When we think of slavery, the institution of marriage rarely comes to mind. However, the denial of basic human rights and the enslavement of women and girls continue on a widespread scale, often centering on marriage.

Since the post World War II era, forced marriage has been prohibited under the Universal Declaration of Human Rights (1948), forbidden in dozens of international treaties recognizing the right to free and full consent in marriage, and specific forms of forced marriage have been defined as “slavery.”
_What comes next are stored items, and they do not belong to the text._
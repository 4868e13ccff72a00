//! Single-mutator guard for the update directory.
//!
//! Check, download, apply and rollback all touch the live binary, the backup
//! and `state.json`; only one agent instance may run them at a time.

use chrono::{SecondsFormat, Utc};
use std::fs::{self, OpenOptions};
use std::io::{ErrorKind, Write};
use std::path::{Path, PathBuf};
use std::time::{Duration, SystemTime};

use crate::error::{Result, UpdateError};
use crate::logging::log_warning;

pub const LOCK_FILE_NAME: &str = "update.lock";

/// Held for the duration of one update flow; the lock file is removed on drop
/// unless another holder has taken it over since.
#[derive(Debug)]
pub struct UpdateLock {
    path: PathBuf,
    token: String,
}

impl UpdateLock {
    /// Take the lock in `dir`, evicting a lock older than `stale_after` once.
    pub fn acquire(dir: &Path, stale_after: Duration) -> Result<Self> {
        fs::create_dir_all(dir)
            .map_err(|e| UpdateError::io(format!("failed to create {}", dir.display()), e))?;
        let path = dir.join(LOCK_FILE_NAME);

        for attempt in 0..2 {
            match OpenOptions::new().write(true).create_new(true).open(&path) {
                Ok(mut file) => {
                    let token = format!(
                        "pid={} started_at={}",
                        std::process::id(),
                        Utc::now().to_rfc3339_opts(SecondsFormat::Nanos, true)
                    );
                    let written = file
                        .write_all(token.as_bytes())
                        .and_then(|()| file.sync_all());
                    if let Err(e) = written {
                        drop(file);
                        let _ = fs::remove_file(&path);
                        return Err(UpdateError::io(
                            format!("failed to write update lock {}", path.display()),
                            e,
                        ));
                    }
                    return Ok(Self { path, token });
                }
                Err(e) if e.kind() == ErrorKind::AlreadyExists => {
                    if attempt == 0 && is_stale(&path, stale_after) {
                        log_warning(&format!("Removing stale update lock {}", path.display()));
                        let _ = fs::remove_file(&path);
                        continue;
                    }
                    let holder = fs::read_to_string(&path).unwrap_or_default();
                    return Err(UpdateError::Locked {
                        path,
                        holder: holder.trim().to_string(),
                    });
                }
                Err(e) => {
                    return Err(UpdateError::io(
                        format!("failed to create update lock {}", path.display()),
                        e,
                    ));
                }
            }
        }

        let holder = fs::read_to_string(&path).unwrap_or_default();
        Err(UpdateError::Locked {
            path,
            holder: holder.trim().to_string(),
        })
    }

    pub fn path(&self) -> &Path {
        &self.path
    }
}

impl Drop for UpdateLock {
    fn drop(&mut self) {
        match fs::read_to_string(&self.path) {
            Ok(content) if content == self.token => {
                let _ = fs::remove_file(&self.path);
            }
            Ok(_) => log_warning(&format!(
                "Update lock {} was taken over; leaving it in place",
                self.path.display()
            )),
            Err(_) => {}
        }
    }
}

fn is_stale(path: &Path, stale_after: Duration) -> bool {
    let modified = match fs::metadata(path).and_then(|m| m.modified()) {
        Ok(modified) => modified,
        Err(_) => return false,
    };

    match SystemTime::now().duration_since(modified) {
        Ok(age) => age > stale_after,
        Err(_) => false,
    }
}

#[cfg(test)]
mod tests {
    use super::*;

    #[test]
    fn test_second_acquire_is_locked() {
        let dir = tempfile::tempdir().unwrap();
        let lock = UpdateLock::acquire(dir.path(), Duration::from_secs(3600)).unwrap();
        assert!(lock.path().exists());

        let err = UpdateLock::acquire(dir.path(), Duration::from_secs(3600)).unwrap_err();
        match err {
            UpdateError::Locked { holder, .. } => {
                assert!(holder.contains(&format!("pid={}", std::process::id())));
            }
            other => panic!("expected Locked, got {other:?}"),
        }
    }

    #[test]
    fn test_drop_releases_lock() {
        let dir = tempfile::tempdir().unwrap();
        let path = {
            let lock = UpdateLock::acquire(dir.path(), Duration::from_secs(3600)).unwrap();
            lock.path().to_path_buf()
        };
        assert!(!path.exists());
        UpdateLock::acquire(dir.path(), Duration::from_secs(3600)).unwrap();
    }

    #[test]
    fn test_drop_leaves_lock_taken_over_by_another_holder() {
        let dir = tempfile::tempdir().unwrap();
        let lock = UpdateLock::acquire(dir.path(), Duration::from_secs(3600)).unwrap();
        let path = lock.path().to_path_buf();

        // another process evicted us as stale and holds the lock now
        fs::write(&path, "pid=4242 started_at=2026-10-15T08:00:00.000000000Z").unwrap();
        drop(lock);

        assert_eq!(
            fs::read_to_string(&path).unwrap(),
            "pid=4242 started_at=2026-10-15T08:00:00.000000000Z"
        );
        assert!(matches!(
            UpdateLock::acquire(dir.path(), Duration::from_secs(3600)),
            Err(UpdateError::Locked { .. })
        ));
    }

    #[test]
    fn test_stale_lock_is_evicted() {
        let dir = tempfile::tempdir().unwrap();
        fs::write(dir.path().join(LOCK_FILE_NAME), "pid=1 started_at=long ago").unwrap();
        std::thread::sleep(Duration::from_millis(20));

        let lock = UpdateLock::acquire(dir.path(), Duration::from_millis(1)).unwrap();
        let content = fs::read_to_string(lock.path()).unwrap();
        assert!(content.starts_with(&format!("pid={}", std::process::id())));
    }
}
On January 10, 1963, Canada joined a number of countries in ratifying the 1956 Supplementary Convention on the Abolition of Slavery, the Slave Trade, and Institutions and Practices Similar to Slavery. Article I of the Supplementary Convention (1956) to the Slavery Convention (1926) prohibits any institution or practice whereby

(i) A woman, without the right to refuse, is promised or given in marriage on payment of a consideration in money or in kind; (ii) The husband of a woman, his family, or his clan, has the right to transfer her to another person for value received or otherwise; or (iii) A woman on the death of her husband is liable to be inherited by another person.
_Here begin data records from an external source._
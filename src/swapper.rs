//! Binary swapper
//!
//! Moves the node from "running binary A" to "running binary B" without ever
//! leaving the executable path missing or half written, and puts A back if B
//! does not pass its self-check.
//!
//! The physical swap sits behind [`ExecutableReplacer`]. Both strategies are
//! compiled everywhere so the same tests exercise each of them; the one used
//! in production is picked by [`platform_replacer`].

use std::fs;
use std::io::{self, Read};
use std::path::{Path, PathBuf};
use std::process::{Command, Stdio};
use std::time::Duration;
use wait_timeout::ChildExt;

use crate::config::UpdaterConfig;
use crate::error::{Result, UpdateError};
use crate::logging::{log_error, log_info, log_install, log_rollback, log_warning};
use crate::paths::previous_binary_name;
use crate::utils::{copy_file_synced, remove_if_exists, set_executable, sidecar_path};

/// Attempts made when spawning a freshly written binary hits `ETXTBSY`
const SPAWN_ATTEMPTS: u32 = 5;

// ============================================================================
// Executable Path Resolution
// ============================================================================

/// Answers "where is the binary being updated?".
pub trait ExePathResolver: Send + Sync {
    fn resolve(&self) -> Result<PathBuf>;
}

/// The running executable, with symlinks followed.
#[derive(Debug, Default, Clone, Copy)]
pub struct CurrentExe;

impl ExePathResolver for CurrentExe {
    fn resolve(&self) -> Result<PathBuf> {
        let exe = std::env::current_exe()
            .map_err(|e| UpdateError::io("failed to get executable path", e))?;
        Ok(fs::canonicalize(&exe).unwrap_or(exe))
    }
}

/// A fixed binary path, for embedding and tests.
#[derive(Debug, Clone)]
pub struct FixedPath(pub PathBuf);

impl ExePathResolver for FixedPath {
    fn resolve(&self) -> Result<PathBuf> {
        Ok(self.0.clone())
    }
}

// ============================================================================
// Replacement Strategies
// ============================================================================

/// Puts the contents of `src` at `dst`.
///
/// Implementations guarantee `dst` resolves to either the old or the new
/// binary at every instant, never to a partial file.
pub trait ExecutableReplacer: Send + Sync {
    fn replace(&self, src: &Path, dst: &Path) -> Result<()>;

    fn name(&self) -> &'static str;
}

/// Copy next to the target, then rename over it. Rename within a directory
/// is atomic on Unix filesystems.
#[derive(Debug, Default, Clone, Copy)]
pub struct RenameReplacer;

impl ExecutableReplacer for RenameReplacer {
    fn replace(&self, src: &Path, dst: &Path) -> Result<()> {
        let tmp = sidecar_path(dst, "tmp");
        let replace_failed = |step: &str, e: io::Error| UpdateError::ReplaceFailed {
            target: dst.to_path_buf(),
            reason: format!("{}: {}", step, e),
        };

        if let Err(e) = copy_file_synced(src, &tmp) {
            let _ = fs::remove_file(&tmp);
            return Err(replace_failed("copy to temp file", e));
        }
        if let Err(e) = set_executable(&tmp) {
            let _ = fs::remove_file(&tmp);
            return Err(replace_failed("chmod temp file", e));
        }
        if let Err(e) = fs::rename(&tmp, dst) {
            let _ = fs::remove_file(&tmp);
            return Err(replace_failed("rename into place", e));
        }
        Ok(())
    }

    fn name(&self) -> &'static str {
        "rename"
    }
}

/// Windows keeps running executables locked against writes but not against
/// renames: move the live file aside to `.old`, then copy into the freed path.
#[derive(Debug, Default, Clone, Copy)]
pub struct SidecarReplacer;

impl ExecutableReplacer for SidecarReplacer {
    fn replace(&self, src: &Path, dst: &Path) -> Result<()> {
        let old = sidecar_path(dst, "old");
        let _ = fs::remove_file(&old);

        if let Err(e) = fs::rename(dst, &old) {
            if e.kind() != io::ErrorKind::NotFound {
                return Err(UpdateError::ReplaceFailed {
                    target: dst.to_path_buf(),
                    reason: format!("failed to move current binary aside: {}", e),
                });
            }
        }

        if let Err(e) = copy_file_synced(src, dst) {
            let _ = fs::remove_file(dst);
            if old.exists() {
                let _ = fs::rename(&old, dst);
            }
            return Err(UpdateError::ReplaceFailed {
                target: dst.to_path_buf(),
                reason: format!("failed to copy new binary: {}", e),
            });
        }

        // `.old` may still be locked by the running process; it is removed by
        // the next cleanup
        Ok(())
    }

    fn name(&self) -> &'static str {
        "sidecar"
    }
}

/// The replacement strategy for the platform this binary runs on.
pub fn platform_replacer() -> Box<dyn ExecutableReplacer> {
    if cfg!(windows) {
        Box::new(SidecarReplacer)
    } else {
        Box::new(RenameReplacer)
    }
}

// ============================================================================
// Binary Swapper
// ============================================================================

pub struct BinarySwapper {
    resolver: Box<dyn ExePathResolver>,
    replacer: Box<dyn ExecutableReplacer>,
    backup_path: PathBuf,
    validate_args: Vec<String>,
    validate_timeout: Duration,
}

impl BinarySwapper {
    /// Swapper for the running executable with the backup kept in `update_dir`.
    pub fn new(config: &UpdaterConfig, update_dir: &Path) -> Self {
        Self::with_parts(
            Box::new(CurrentExe),
            platform_replacer(),
            update_dir.join(previous_binary_name()),
            config,
        )
    }

    pub fn with_parts(
        resolver: Box<dyn ExePathResolver>,
        replacer: Box<dyn ExecutableReplacer>,
        backup_path: PathBuf,
        config: &UpdaterConfig,
    ) -> Self {
        Self {
            resolver,
            replacer,
            backup_path,
            validate_args: config.validate_args.clone(),
            validate_timeout: config.validate_timeout(),
        }
    }

    pub fn backup_path(&self) -> &Path {
        &self.backup_path
    }

    /// Copy the live binary into the backup slot.
    ///
    /// The copy lands in `<backup>.tmp` first and is renamed over the previous
    /// backup, so a crash mid-copy leaves the old backup intact.
    pub fn backup_current(&self) -> Result<()> {
        let current = self.resolver.resolve()?;

        if let Some(parent) = self.backup_path.parent() {
            fs::create_dir_all(parent).map_err(|e| {
                UpdateError::io(format!("failed to create {}", parent.display()), e)
            })?;
        }

        let tmp = sidecar_path(&self.backup_path, "tmp");
        let result =
            copy_file_synced(&current, &tmp).and_then(|_| fs::rename(&tmp, &self.backup_path));
        if let Err(e) = result {
            let _ = fs::remove_file(&tmp);
            return Err(UpdateError::io(
                format!(
                    "failed to back up {} to {}",
                    current.display(),
                    self.backup_path.display()
                ),
                e,
            ));
        }

        log_install(&format!(
            "Backed up {} to {}",
            current.display(),
            self.backup_path.display()
        ));
        Ok(())
    }

    /// Replace the live binary with `new_binary`, validate it, and roll back on failure.
    pub fn apply_update(&self, new_binary: &Path) -> Result<()> {
        let current = self.resolver.resolve()?;
        log_install(&format!(
            "Applying {} to {} ({} strategy)",
            new_binary.display(),
            current.display(),
            self.replacer.name()
        ));

        self.cleanup_old_binaries();
        self.backup_current()?;

        if let Err(e) = self.replacer.replace(new_binary, &current) {
            log_error(&format!("Replace failed: {}", e));
            return Err(self.recover(e));
        }

        if let Err(e) = self.validate_binary(&current) {
            log_error(&format!("New binary failed validation: {}", e));
            let _ = fs::remove_file(new_binary);
            return Err(self.recover(e));
        }

        let _ = fs::remove_file(new_binary);
        log_install(&format!("Installed new binary at {}", current.display()));
        Ok(())
    }

    /// Roll back after a failed step, keeping the original cause.
    fn recover(&self, cause: UpdateError) -> UpdateError {
        match self.rollback() {
            Ok(()) => {
                self.cleanup_old_binaries();
                cause
            }
            Err(rollback) => {
                log_error(&format!(
                    "Rollback failed, binary may be broken: {}",
                    rollback
                ));
                UpdateError::RollbackFailed {
                    original: Box::new(cause),
                    rollback: Box::new(rollback),
                }
            }
        }
    }

    /// Restore the backup over the live binary using the same replacer.
    pub fn rollback(&self) -> Result<()> {
        if !self.has_previous_version() {
            return Err(UpdateError::NoPreviousVersion {
                backup: self.backup_path.clone(),
            });
        }

        let current = self.resolver.resolve()?;
        self.replacer.replace(&self.backup_path, &current)?;
        log_rollback(&format!(
            "Restored {} from {}",
            current.display(),
            self.backup_path.display()
        ));
        Ok(())
    }

    /// Run `path` with the version arguments; it must exit 0 within the timeout.
    pub fn validate_binary(&self, path: &Path) -> Result<()> {
        let validation_failed = |reason: String| UpdateError::ValidationFailed {
            path: path.to_path_buf(),
            reason,
        };

        let mut child = spawn_with_retry(
            Command::new(path)
                .args(&self.validate_args)
                .stdin(Stdio::null())
                .stdout(Stdio::null())
                .stderr(Stdio::null()),
        )
        .map_err(|e| validation_failed(format!("failed to start: {}", e)))?;

        match child.wait_timeout(self.validate_timeout) {
            Ok(Some(status)) if status.success() => {
                log_info(&format!("Validated {}", path.display()));
                Ok(())
            }
            Ok(Some(status)) => Err(validation_failed(format!(
                "exited with code {:?}",
                status.code()
            ))),
            Ok(None) => {
                let _ = child.kill();
                let _ = child.wait();
                Err(validation_failed(format!(
                    "timed out after {} seconds",
                    self.validate_timeout.as_secs_f32()
                )))
            }
            Err(e) => {
                let _ = child.kill();
                Err(validation_failed(e.to_string()))
            }
        }
    }

    /// Best-effort removal of `.old` / `.tmp` leftovers next to the live binary.
    pub fn cleanup_old_binaries(&self) {
        let current = match self.resolver.resolve() {
            Ok(path) => path,
            Err(_) => return,
        };

        for ext in ["old", "tmp"] {
            let path = sidecar_path(&current, ext);
            if let Err(e) = remove_if_exists(&path) {
                log_warning(&format!("Could not remove {}: {}", path.display(), e));
            }
        }
        let _ = remove_if_exists(&sidecar_path(&self.backup_path, "tmp"));
    }

    pub fn has_previous_version(&self) -> bool {
        self.backup_path.is_file()
    }

    /// Version string reported by the backup binary.
    pub fn previous_version_info(&self) -> Result<String> {
        if !self.has_previous_version() {
            return Err(UpdateError::NoPreviousVersion {
                backup: self.backup_path.clone(),
            });
        }

        let path = &self.backup_path;
        let failed = |reason: String| UpdateError::ValidationFailed {
            path: path.clone(),
            reason,
        };

        let mut child = spawn_with_retry(
            Command::new(path)
                .args(&self.validate_args)
                .stdin(Stdio::null())
                .stdout(Stdio::piped())
                .stderr(Stdio::null()),
        )
        .map_err(|e| failed(format!("failed to start: {}", e)))?;

        // Version output is a line or two; it fits in the pipe buffer
        match child.wait_timeout(self.validate_timeout) {
            Ok(Some(status)) if status.success() => {
                let mut output = String::new();
                if let Some(mut stdout) = child.stdout.take() {
                    stdout
                        .read_to_string(&mut output)
                        .map_err(|e| failed(e.to_string()))?;
                }
                Ok(output.trim().to_string())
            }
            Ok(Some(status)) => Err(failed(format!("exited with code {:?}", status.code()))),
            Ok(None) => {
                let _ = child.kill();
                let _ = child.wait();
                Err(failed("timed out".to_string()))
            }
            Err(e) => {
                let _ = child.kill();
                Err(failed(e.to_string()))
            }
        }
    }
}

/// Spawn, retrying while the kernel still sees a writer on the file (`ETXTBSY`).
fn spawn_with_retry(command: &mut Command) -> io::Result<std::process::Child> {
    let mut attempt = 1;
    loop {
        match command.spawn() {
            Err(e) if is_text_busy(&e) && attempt < SPAWN_ATTEMPTS => {
                std::thread::sleep(Duration::from_millis(50 * u64::from(attempt)));
                attempt += 1;
            }
            result => return result,
        }
    }
}

fn is_text_busy(e: &io::Error) -> bool {
    // ETXTBSY
    cfg!(unix) && e.raw_os_error() == Some(26)
}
In February 2008, the Special Court for Sierra Leone found that the systematic, widespread forced impregnation, torture, rape, abduction, mutilation, forced labour and sexual slavery experienced by women and girls as “bush wives” during the conflict in Sierra Leone constituted a new crime against humanity: that of “forced marriage.”

Following this finding, this past February 24-26, 2011, York University Law & Society Professor Annie Bunting, The Coalition for Women’s Human Rights in Conflict Situations, Women’s Forum, and The Harriet Tubman Institute for Research on the Global Migrations of African Peoples hosted an unprecedented international conference in Freetown, Sierra Leone. Historians of slavery, women’s human rights scholars, activists, survivors, legal scholars and local NGO representatives from Sierra Leone, Rwanda, Liberia, Uganda and the Democratic Republic of the Congo met in the Special Court for Sierra Leone to better understand and delineate forced marriage, sexual slavery and enslavement in conflict situations.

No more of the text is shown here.